Wie viele Vorstellungsgespräche sollte ein professioneller Auswahlprozess umfassen?
Für Standardpositionen mit Fachkräften: 3–4 Vorstellungsgespräche (Screening + Personalberater + technischer Test + Panel-/Kulturelle Passung). Für Juniorpositionen: 2–3 Vorstellungsgespräche. Für Führungskräfte und C-Level-Positionen: 4–6 Vorstellungsgespräche, gegebenenfalls inklusive Assessment-Center. Mehr als 6 Vorstellungsgespräche führen dazu, dass Top-Kandidaten mit anderen Angeboten verloren gehen und die Einstellungsdauer ohne zusätzlichen Nutzen verlängert wird.
Welche Interviewarten eignen sich am besten für Online-Interviews?

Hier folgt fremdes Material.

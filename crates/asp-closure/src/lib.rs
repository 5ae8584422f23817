//! # asp-closure
//!
//! DFS transitive dependency resolution over `space.toml` `deps.spaces`
//! lists, producing a deterministic postorder `loadOrder` and detecting
//! cycles (`P3`-`P5`). Diamonds collapse: a shared dependency is resolved
//! once and appears at its earliest postorder position.
//!
//! Filesystem-vs-git dispatch (per the "tree source" design note): a
//! `dev` selector, a `space:project:` ref, and a `space:path:` ref all
//! read straight from a working directory rather than a git commit;
//! everything else reads through the git adapter at a pinned commit.

use std::collections::BTreeMap;
use std::path::{Path, PathBuf};

use asp_git::GitAdapter;
use asp_refs::RefParseError;
use asp_resolver::SelectorResolutionError;
use asp_types::selector::RefKind;
use asp_types::{CommitSha, SpaceId, SpaceKey, SpaceManifest, SpaceRef};

#[derive(Debug, thiserror::Error)]
pub enum ClosureError {
    #[error(transparent)]
    RefParse(#[from] RefParseError),
    #[error(transparent)]
    SelectorResolution(#[from] SelectorResolutionError),
    #[error("failed to read {path}: {source}")]
    Io {
        path: String,
        #[source]
        source: std::io::Error,
    },
    #[error("failed to parse manifest at {path}: {source}")]
    TomlParse {
        path: String,
        #[source]
        source: toml::de::Error,
    },
    #[error("manifest missing at {path}")]
    ManifestMissing { path: String },
    #[error("cyclic dependency: {path}")]
    Cyclic { path: String },
}

/// Where the registry lives and where filesystem-backed refs
/// (`dev`/`project`/`path`) resolve their base directory from.
pub struct Registry {
    pub git: GitAdapter,
    /// Root that `space:project:<id>` and `space:path:<p>` refs are
    /// relative to — typically the consuming project's directory.
    pub base_dir: PathBuf,
    /// Commit to read `registry/dist-tags.json` at; `None` means `HEAD`.
    pub dist_tags_at: Option<String>,
}

impl Registry {
    pub fn new(git: GitAdapter, base_dir: impl Into<PathBuf>) -> Self {
        Self { git, base_dir: base_dir.into(), dist_tags_at: None }
    }
}

#[derive(Debug, Clone)]
pub struct ResolvedFrom {
    pub selector_text: String,
    pub tag: Option<String>,
    pub semver: Option<String>,
}

#[derive(Debug, Clone)]
pub struct ResolvedSpace {
    pub key: SpaceKey,
    pub manifest: SpaceManifest,
    pub deps: Vec<SpaceKey>,
    pub resolved_from: ResolvedFrom,
}

#[derive(Debug, Clone)]
pub struct Closure {
    pub resolved: BTreeMap<SpaceKey, ResolvedSpace>,
    /// Dependencies before dependents (`P3`), no duplicates (`P4`).
    pub load_order: Vec<SpaceKey>,
    /// Each declared root's key, in declared order.
    pub roots: Vec<SpaceKey>,
}

/// Build the transitive closure over `roots` (reference strings), reusing
/// `pinned` commits for non-`dev` selectors where an id already has one.
pub fn build_closure(
    registry: &Registry,
    roots: &[String],
    pinned: Option<&BTreeMap<SpaceId, CommitSha>>,
) -> Result<Closure, ClosureError> {
    let mut resolved = BTreeMap::new();
    let mut load_order = Vec::new();
    let mut root_keys = Vec::new();
    for root in roots {
        let mut visiting = Vec::new();
        let key = visit(root, registry, pinned, &mut resolved, &mut load_order, &mut visiting)?;
        root_keys.push(key);
    }
    Ok(Closure { resolved, load_order, roots: root_keys })
}

fn visit(
    ref_str: &str,
    registry: &Registry,
    pinned: Option<&BTreeMap<SpaceId, CommitSha>>,
    resolved: &mut BTreeMap<SpaceKey, ResolvedSpace>,
    load_order: &mut Vec<SpaceKey>,
    visiting: &mut Vec<SpaceKey>,
) -> Result<SpaceKey, ClosureError> {
    let parsed = asp_refs::parse(ref_str)?;
    let (commit, resolved_from) = determine_commit(&parsed, registry, pinned)?;
    let key = SpaceKey::new(parsed.id.clone(), commit);

    if resolved.contains_key(&key) {
        return Ok(key);
    }
    if visiting.contains(&key) {
        let mut cycle: Vec<String> = visiting.iter().map(|k| k.to_string()).collect();
        cycle.push(key.to_string());
        return Err(ClosureError::Cyclic { path: cycle.join(" → ") });
    }

    visiting.push(key.clone());
    let manifest = read_manifest(&parsed, &key, registry)?;

    let mut deps = Vec::new();
    for dep_ref in &manifest.deps.spaces {
        let dep_key = visit(dep_ref, registry, pinned, resolved, load_order, visiting)?;
        deps.push(dep_key);
    }
    visiting.pop();

    resolved.insert(
        key.clone(),
        ResolvedSpace { key: key.clone(), manifest, deps, resolved_from },
    );
    load_order.push(key.clone());
    Ok(key)
}

fn determine_commit(
    parsed: &SpaceRef,
    registry: &Registry,
    pinned: Option<&BTreeMap<SpaceId, CommitSha>>,
) -> Result<(CommitSha, ResolvedFrom), ClosureError> {
    let selector_text = parsed.selector_text.clone().unwrap_or_else(|| "dev".to_string());

    match &parsed.kind {
        RefKind::Path(_) => {
            return Ok((
                CommitSha::Dev,
                ResolvedFrom { selector_text, tag: None, semver: None },
            ));
        }
        RefKind::Project => {
            return Ok((
                CommitSha::Project,
                ResolvedFrom { selector_text, tag: None, semver: None },
            ));
        }
        RefKind::Plain => {}
    }

    if parsed.selector.is_dev() {
        return Ok((CommitSha::Dev, ResolvedFrom { selector_text, tag: None, semver: None }));
    }

    if let Some(pinned) = pinned {
        if let Some(commit) = pinned.get(&parsed.id) {
            return Ok((commit.clone(), ResolvedFrom { selector_text, tag: None, semver: None }));
        }
    }

    let resolution = asp_resolver::resolve(&registry.git, &parsed.id, &parsed.selector, registry.dist_tags_at.as_deref())?;
    Ok((
        resolution.commit,
        ResolvedFrom { selector_text, tag: resolution.tag, semver: resolution.semver },
    ))
}

fn read_manifest(parsed: &SpaceRef, key: &SpaceKey, registry: &Registry) -> Result<SpaceManifest, ClosureError> {
    let bytes = match &parsed.kind {
        RefKind::Path(path) => read_fs_manifest(&registry.base_dir.join(path))?,
        RefKind::Project => read_fs_manifest(&registry.base_dir.join("spaces").join(parsed.id.as_str()))?,
        RefKind::Plain if matches!(key.commit, CommitSha::Dev) => {
            read_fs_manifest(&registry.git.cwd().join("spaces").join(parsed.id.as_str()))?
        }
        RefKind::Plain => {
            let rel = format!("spaces/{}/space.toml", parsed.id);
            registry
                .git
                .show(key.commit.as_str(), &rel)
                .map_err(|e| ClosureError::Io {
                    path: rel.clone(),
                    source: std::io::Error::other(e.to_string()),
                })?
                .ok_or_else(|| ClosureError::ManifestMissing { path: rel })?
        }
    };
    let text = String::from_utf8_lossy(&bytes);
    toml::from_str(&text).map_err(|source| ClosureError::TomlParse {
        path: format!("{}/space.toml", parsed.id),
        source,
    })
}

fn read_fs_manifest(space_dir: &Path) -> Result<Vec<u8>, ClosureError> {
    let path = space_dir.join("space.toml");
    std::fs::read(&path).map_err(|source| ClosureError::Io { path: path.display().to_string(), source })
}

#[cfg(test)]
mod tests {
    use super::*;
    use std::fs;

    fn write_space(dir: &Path, id: &str, deps: &[&str]) {
        let space_dir = dir.join("spaces").join(id);
        fs::create_dir_all(&space_dir).unwrap();
        let deps_toml = deps
            .iter()
            .map(|d| format!("\"{d}\""))
            .collect::<Vec<_>>()
            .join(", ");
        fs::write(
            space_dir.join("space.toml"),
            format!(
                "schema = 1\nid = \"{id}\"\nversion = \"1.0.0\"\n\n[deps]\nspaces = [{deps_toml}]\n"
            ),
        )
        .unwrap();
    }

    fn dev_registry(dir: &Path) -> Registry {
        Registry::new(GitAdapter::new(dir), dir)
    }

    #[test]
    fn diamond_dependency_collapses_to_one_entry() {
        let td = tempfile::tempdir().unwrap();
        write_space(td.path(), "c", &[]);
        write_space(td.path(), "a", &["space:c@dev"]);
        write_space(td.path(), "b", &["space:c@dev"]);
        let registry = dev_registry(td.path());

        let closure = build_closure(&registry, &["space:a@dev".to_string(), "space:b@dev".to_string()], None).unwrap();
        assert_eq!(closure.resolved.len(), 3);
        let order: Vec<&str> = closure.load_order.iter().map(|k| k.id.as_str()).collect();
        assert_eq!(order, vec!["c", "a", "b"]);
    }

    #[test]
    fn cycle_is_detected() {
        let td = tempfile::tempdir().unwrap();
        write_space(td.path(), "a", &["space:b@dev"]);
        write_space(td.path(), "b", &["space:a@dev"]);
        let registry = dev_registry(td.path());

        let err = build_closure(&registry, &["space:a@dev".to_string()], None).unwrap_err();
        match err {
            ClosureError::Cyclic { path } => assert!(path.contains("→")),
            other => panic!("expected cycle error, got {other:?}"),
        }
    }

    #[test]
    fn load_order_has_no_duplicates_and_respects_topology() {
        let td = tempfile::tempdir().unwrap();
        write_space(td.path(), "base", &[]);
        write_space(td.path(), "mid", &["space:base@dev"]);
        write_space(td.path(), "top", &["space:mid@dev", "space:base@dev"]);
        let registry = dev_registry(td.path());

        let closure = build_closure(&registry, &["space:top@dev".to_string()], None).unwrap();
        let order: Vec<&str> = closure.load_order.iter().map(|k| k.id.as_str()).collect();
        let mut seen = std::collections::HashSet::new();
        assert!(order.iter().all(|id| seen.insert(*id)));
        assert!(order.iter().position(|&i| i == "base").unwrap() < order.iter().position(|&i| i == "mid").unwrap());
        assert!(order.iter().position(|&i| i == "mid").unwrap() < order.iter().position(|&i| i == "top").unwrap());
    }
}
//! Turns an `asp-closure::Closure` plus per-space integrities into the
//! lock-document fragments for one target (C12's assembly step).

use std::collections::BTreeMap;

use asp_closure::{Closure, ResolvedSpace};
use asp_types::{Integrity, SpaceKey};

use crate::envhash::env_hash_from_locked_spaces;
use crate::model::{LockedDeps, LockedPlugin, LockedSpace, LockedTarget, ResolvedFromLock};

pub fn locked_space_from_resolved(resolved: &ResolvedSpace, integrity: Integrity) -> LockedSpace {
    let manifest = &resolved.manifest;
    LockedSpace {
        id: resolved.key.id.to_string(),
        commit: resolved.key.commit.clone(),
        path: format!("spaces/{}", resolved.key.id),
        integrity,
        plugin: LockedPlugin {
            name: manifest.plugin_name(),
            version: manifest.plugin.version.clone().or_else(|| Some(manifest.plugin_version())),
        },
        deps: LockedDeps { spaces: resolved.deps.clone() },
        resolved_from: Some(ResolvedFromLock {
            selector: resolved.resolved_from.selector_text.clone(),
            tag: resolved.resolved_from.tag.clone(),
            semver: resolved.resolved_from.semver.clone(),
        }),
    }
}

/// Builds the `LockedTarget` plus the space entries it and its
/// transitive deps need. `integrities` must already contain an entry
/// for every non-`dev`/non-`project` key reachable from `closure`.
pub fn assemble_target(
    compose: &[String],
    closure: &Closure,
    integrities: &BTreeMap<SpaceKey, Integrity>,
) -> (LockedTarget, BTreeMap<SpaceKey, LockedSpace>) {
    let mut spaces = BTreeMap::new();
    for (key, resolved) in &closure.resolved {
        let integrity = match &key.commit {
            asp_types::CommitSha::Dev => Integrity::Dev,
            asp_types::CommitSha::Project => Integrity::Project,
            asp_types::CommitSha::Sha(_) => integrities
                .get(key)
                .cloned()
                .unwrap_or_else(|| panic!("missing integrity for resolved space {key}")),
        };
        spaces.insert(key.clone(), locked_space_from_resolved(resolved, integrity));
    }

    let env_hash = env_hash_from_locked_spaces(&closure.load_order, &spaces);

    let target = LockedTarget {
        compose: compose.to_vec(),
        roots: closure.roots.clone(),
        load_order: closure.load_order.clone(),
        env_hash,
        warnings: None,
        harnesses: None,
    };
    (target, spaces)
}

#[cfg(test)]
mod tests {
    use super::*;
    use asp_closure::{Registry, build_closure};
    use asp_git::GitAdapter;
    use std::fs;

    fn write_space(dir: &std::path::Path, id: &str) {
        let space_dir = dir.join("spaces").join(id);
        fs::create_dir_all(&space_dir).unwrap();
        fs::write(space_dir.join("space.toml"), format!("schema = 1\nid = \"{id}\"\nversion = \"1.0.0\"\n")).unwrap();
    }

    #[test]
    fn dev_spaces_get_dev_integrity_without_a_lookup_table() {
        let td = tempfile::tempdir().unwrap();
        write_space(td.path(), "base");
        let registry = Registry::new(GitAdapter::new(td.path()), td.path());
        let closure = build_closure(&registry, &["space:base@dev".to_string()], None).unwrap();

        let (target, spaces) = assemble_target(&["space:base@dev".to_string()], &closure, &BTreeMap::new());
        assert_eq!(spaces.len(), 1);
        let entry = spaces.values().next().unwrap();
        assert_eq!(entry.integrity, Integrity::Dev);
        assert_eq!(target.load_order.len(), 1);
        assert_eq!(target.env_hash.len(), 64);
    }
}
//! Cooperative cancellation (§5): checked between orchestration steps,
//! not inside them. In-flight subprocess calls are left to finish or
//! hit their own timeout.

use std::sync::atomic::{AtomicBool, Ordering};
use std::sync::Arc;

use crate::error::CoreError;

#[derive(Debug, Clone, Default)]
pub struct CancellationToken(Arc<AtomicBool>);

impl CancellationToken {
    pub fn new() -> Self {
        Self(Arc::new(AtomicBool::new(false)))
    }

    pub fn cancel(&self) {
        self.0.store(true, Ordering::SeqCst);
    }

    pub fn is_cancelled(&self) -> bool {
        self.0.load(Ordering::SeqCst)
    }

    pub fn check(&self) -> Result<(), CoreError> {
        if self.is_cancelled() {
            return Err(CoreError::Cancelled);
        }
        Ok(())
    }
}
//! Selector and space-reference data model (parsing lives in `asp-refs`).

use serde::{Deserialize, Serialize};

use crate::ids::SpaceId;

/// How a selector string resolves a space to a commit.
#[derive(Debug, Clone, PartialEq, Eq, Serialize, Deserialize)]
pub enum Selector {
    /// Read the source from the working copy; never hashed.
    Dev,
    /// Current tip of the registry.
    Head,
    /// A named channel resolved via the committed dist-tags file.
    DistTag(String),
    /// A semver range (`exact=false`) or an exact `X.Y.Z[-pre]` (`exact=true`).
    Semver { range: String, exact: bool },
    /// Use this commit literally, unvalidated until the tree is read.
    GitPin(String),
}

impl Selector {
    pub fn is_dev(&self) -> bool {
        matches!(self, Self::Dev)
    }
}

/// The three syntactic shapes a `space:` reference can take.
#[derive(Debug, Clone, PartialEq, Eq, Serialize, Deserialize)]
pub enum RefKind {
    Plain,
    Project,
    Path(String),
}

/// A parsed `space:` reference, still carrying the original selector text
/// for traceability (error messages, `lock.spaces[..].resolvedFrom`).
#[derive(Debug, Clone, PartialEq, Eq, Serialize, Deserialize)]
pub struct SpaceRef {
    pub kind: RefKind,
    pub id: SpaceId,
    pub selector: Selector,
    /// The selector text as written, or `None` when it was omitted.
    pub selector_text: Option<String>,
    /// True when no selector was written and `dev` was assumed.
    pub defaulted_to_dev: bool,
}

#[cfg(test)]
mod tests {
    use super::*;

    #[test]
    fn selector_is_dev() {
        assert!(Selector::Dev.is_dev());
        assert!(!Selector::Head.is_dev());
    }
}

Bis 2026 werden fast alle Arten von Assessments online möglich sein: Screening (kurzes Videogespräch), Verhaltens-, BEI-, kompetenzbasierte, technische, Panel- und Cultural-Fit-Assessments. Am wenigsten effektiv sind hingegen Gruppendynamik- und Assessment-Center-Assessments (bei denen die persönliche Interaktion wertvolles Feedback liefert). Durch die Aufzeichnung des Online-Interviews mit Einwilligung der Teilnehmenden wird die Nachvollziehbarkeit gewährleistet und eine automatische Auswertung ermöglicht.
Wie wählt man die passende Interviewart für jede Phase des Prozesses aus?
Praktische Regel: Vorauswahl (zur Reduzierung der Bewerberzahl), vertiefende kompetenzbasierte Interviews oder BEI (zur Bewertung geeigneter Kandidaten), parallele technische Studien oder Fallstudien (zur Validierung des Fachwissens) und abschließend eine Panel- und Kulturpassbeurteilung (zur Auswahl der Finalisten). Die Art der Beurteilung richtet sich nach dem Ziel der jeweiligen Phase, nicht nach der persönlichen Präferenz des Interviewers.
Umsetzbare Zusammenfassung
Wenn Sie nur drei Ideen aus diesem Leitfaden mitnehmen:
- Es gibt kein „normales Vorstellungsgespräch“. Jeder der zwölf Interviewtypen erfüllt einen bestimmten Zweck und eignet sich je nach Phase des Prozesses besser oder schlechter. Zu wissen, welcher Typ in welcher Phase anzuwenden ist, unterscheidet den professionellen Interviewer vom Improvisationskünstler.
- Kombinieren Sie verschiedene Typen in einer Kette, improvisieren Sie nicht nur einen. Der professionelle Arbeitsablauf nutzt nacheinander 3-5 verschiedene Typen. Jede Phase filtert und liefert Beweise in unterschiedlichen Dimensionen.
- Die Qualität leidet unter der Dokumentation des Interviews. Unabhängig von der gewählten Art der Qualifikation ist es entscheidend, einen schriftlichen Kompetenznachweis vorlegen zu können. Voicit Es zeichnet auf, transkribiert und füllt automatisch die Bewertungskarte für jede Art von Interview aus.